Background information
- Born: Richard Dennis Duran August 19, 1953 Los Angeles, California, United States
- Died: August 4, 2014 (aged 60)
- Genres: Blues
- Instruments: Harmonica, flute, vocals
- Years active: 1970s–2014
- Label: Delta Groove
- Website: www.lynwoodslim.com

= Lynwood Slim =

Lynwood Slim (born Richard Dennis Duran, August 19, 1953, Los Angeles, California; died August 4, 2014) was an American blues harmonica player and singer. Slim was best known as a singer in the style of smooth easy jazz/blues, as well as his harmonica and flute playing.

==Biography==
Slim started playing the trumpet at age 18, and the harmonica when he was 15. His early influences included Jimmy Reed, Little Walter and Big Walter Horton. He played the Los Angeles music scene then moved to Minneapolis, Minnesota in 1974. He became a major force on the music scene, winning awards for best blues band in 1986.

Slim moved to Amsterdam, the Netherlands in 1988, returned to Los Angeles later that same year. He started working with Junior Watson, as well as Hollywood Fats Band alumni Larry Taylor, Fred Kaplan and Richard Innes. He started playing the flute after listening to James Moody and Herbie Mann.

Recording credits included a number of solo albums as well as numerous as a guest performer, producer, engineer, arranger and songwriter. Slim was latterly currently signed to Delta Groove, an independent record label based in Van Nuys, California. He toured and recorded in the United States as well as Europe, South America and Australia.
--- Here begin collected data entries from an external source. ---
//! One-way hashing of sensitive payload values.
//!
//! Every leaf under a `data` or `stringData` key is replaced with
//! `sha256:<hex>`. Identical plaintext hashes identically, so an unchanged
//! secret value never shows up in a diff while its content never leaves
//! the process.

use serde::Serialize;
use serde_json::Value;
use sha2::{Digest, Sha256};

const SENSITIVE_KEYS: &[&str] = &["data", "stringData"];

/// Marker hashed in place of a leaf that could not be encoded.
const UNHASHABLE_MARKER: &str = "<kubetrail:unhashable-value>";

/// Hash a single leaf value.
///
/// Strings hash their UTF-8 bytes; anything else hashes its JSON encoding.
pub fn hash_leaf(value: &Value) -> String {
    match value {
        Value::String(s) => hash_bytes(s.as_bytes()),
        other => hash_serialized(other),
    }
}

/// Hash the JSON encoding of any serializable value.
///
/// Encoding failures (e.g. a map with non-string keys) degrade to hashing a
/// fixed marker instead of erroring.
pub fn hash_serialized<T: Serialize + ?Sized>(value: &T) -> String {
    match serde_json::to_vec(value) {
        Ok(encoded) => hash_bytes(&encoded),
        Err(e) => {
            tracing::warn!(error = %e, "failed to encode sensitive value, hashing marker");
            hash_bytes(UNHASHABLE_MARKER.as_bytes())
        }
    }
}

fn hash_bytes(bytes: &[u8]) -> String {
    format!("sha256:{}", hex::encode(Sha256::digest(bytes)))
}

/// Replace every leaf beneath a `data` / `stringData` key with its hash.
pub fn redact_sensitive(tree: &mut Value) {
    match tree {
        Value::Object(map) => {
            for (key, child) in map.iter_mut() {
                if SENSITIVE_KEYS.contains(&key.as_str()) {
                    hash_section(child);
                } else {
                    redact_sensitive(child);
                }
            }
        }
        Value::Array(items) => items.iter_mut().for_each(redact_sensitive),
        _ => {}
    }
}

fn hash_section(section: &mut Value) {
    match section {
        Value::Object(entries) => {
            for leaf in entries.values_mut() {
                *leaf = Value::String(hash_leaf(leaf));
            }
        }
        Value::Null => {}
        other => *other = Value::String(hash_leaf(other)),
    }
}

#[cfg(test)]
mod tests {
    use super::*;
    use serde_json::json;

    fn is_sha256_marker(v: &Value) -> bool {
        v.as_str()
            .and_then(|s| s.strip_prefix("sha256:"))
            .is_some_and(|hex| hex.len() == 64 && hex.chars().all(|c| c.is_ascii_hexdigit()))
    }

    #[test]
    fn known_digest() {
        assert_eq!(
            hash_leaf(&json!("hello")),
            "sha256:2cf24dba5fb0a30e26e83b2ac5b9e29e1b161e5c1fa7425e73043362938b9824"
        );
    }

    #[test]
    fn hashes_data_and_string_data() {
        let mut secret = json!({
            "metadata": {"name": "db"},
            "type": "Opaque",
            "data": {"password": "c2VjcmV0"},
            "stringData": {"user": "admin"}
        });
        redact_sensitive(&mut secret);
        assert!(is_sha256_marker(&secret["data"]["password"]));
        assert!(is_sha256_marker(&secret["stringData"]["user"]));
        assert_eq!(secret["metadata"]["name"], "db");
        assert_eq!(secret["type"], "Opaque");
    }

    #[test]
    fn non_string_leaves_hash_their_json_encoding() {
        let mut tree = json!({"data": {"n": 1, "nested": {"a": true}}});
        redact_sensitive(&mut tree);
        assert_eq!(tree["data"]["n"], json!(hash_leaf(&json!(1))));
        assert_eq!(tree["data"]["nested"], json!(hash_leaf(&json!({"a": true}))));
    }

    #[test]
    fn unencodable_values_hash_the_marker() {
        use std::collections::BTreeMap;

        let byte_keyed = BTreeMap::from([(vec![1u8, 2], "v")]);
        let hashed = hash_serialized(&byte_keyed);
        assert_eq!(hashed, hash_bytes(UNHASHABLE_MARKER.as_bytes()));
        assert!(is_sha256_marker(&json!(hashed)));

        let string_keyed = BTreeMap::from([("k", "v")]);
        assert_eq!(hash_serialized(&string_keyed), hash_leaf(&json!({"k": "v"})));
    }

    #[test]
    fn identical_values_hash_identically() {
        let mut a = json!({"data": {"k": "v"}});
        let mut b = json!({"data": {"k": "v"}});
        redact_sensitive(&mut a);
        redact_sensitive(&mut b);
        assert_eq!(a, b);
    }

    #[test]
    fn nested_data_keys_are_redacted() {
        let mut tree = json!({"items": [{"data": {"token": "abc"}}]});
        redact_sensitive(&mut tree);
        assert!(is_sha256_marker(&tree["items"][0]["data"]["token"]));
    }
}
Slim's health declined from early 2011. Initially he was diagnosed with hepatitis C, which he overcame, but the damage to his liver caused cirrhosis. In late 2011, Slim was given news that without a liver transplant he would only survive for two years. In July 2014, he suffered a stroke and died from mounting health challenges on August 4, 2014. Slim did not have health insurance and his family accepted donations through his website.

==Discography==
- 1996: Soul Feet (Atomic Theory ATM1121)
- 1991: Lost in America (Black Magic CD9017)
- 1994: Too Small to Dance (Black Magic CD9025) with Big Rhythm Combo (featuring Kid Ramos)
- 1997: Lost in America (Atomic Theory ATM1135)
- 1998: Back to Back (CrossCut 11059) with Junior Watson
- 1998: Off The Wall Jive (Gold Plate GP220371) with Mannie & The Swingin' Hipshakers (featuring Kid Ramos, Otis Grand)
- 1999: Too Small to Dance (Pacific Blues PBRC9902) reissue
- 1999: World Wide Wood (Pacific Blues PBRC9903)
- 2006: Last Call (Delta Groove DGPCD108)
- 2010: Brazilian Kicks (Delta Groove DGPCD141) with Igor Prado Band
- 2014: Hard to Kill (Rip Cat RC1116) featuring Johnny "Cat" Soulbrand, The Red Wagons, Alberto Colombo, Nico Duportal, Kid Ramos, Trickbag, Fariz Bouzit, Bluescrowns, Igor Prado Band, Mark Dufresne.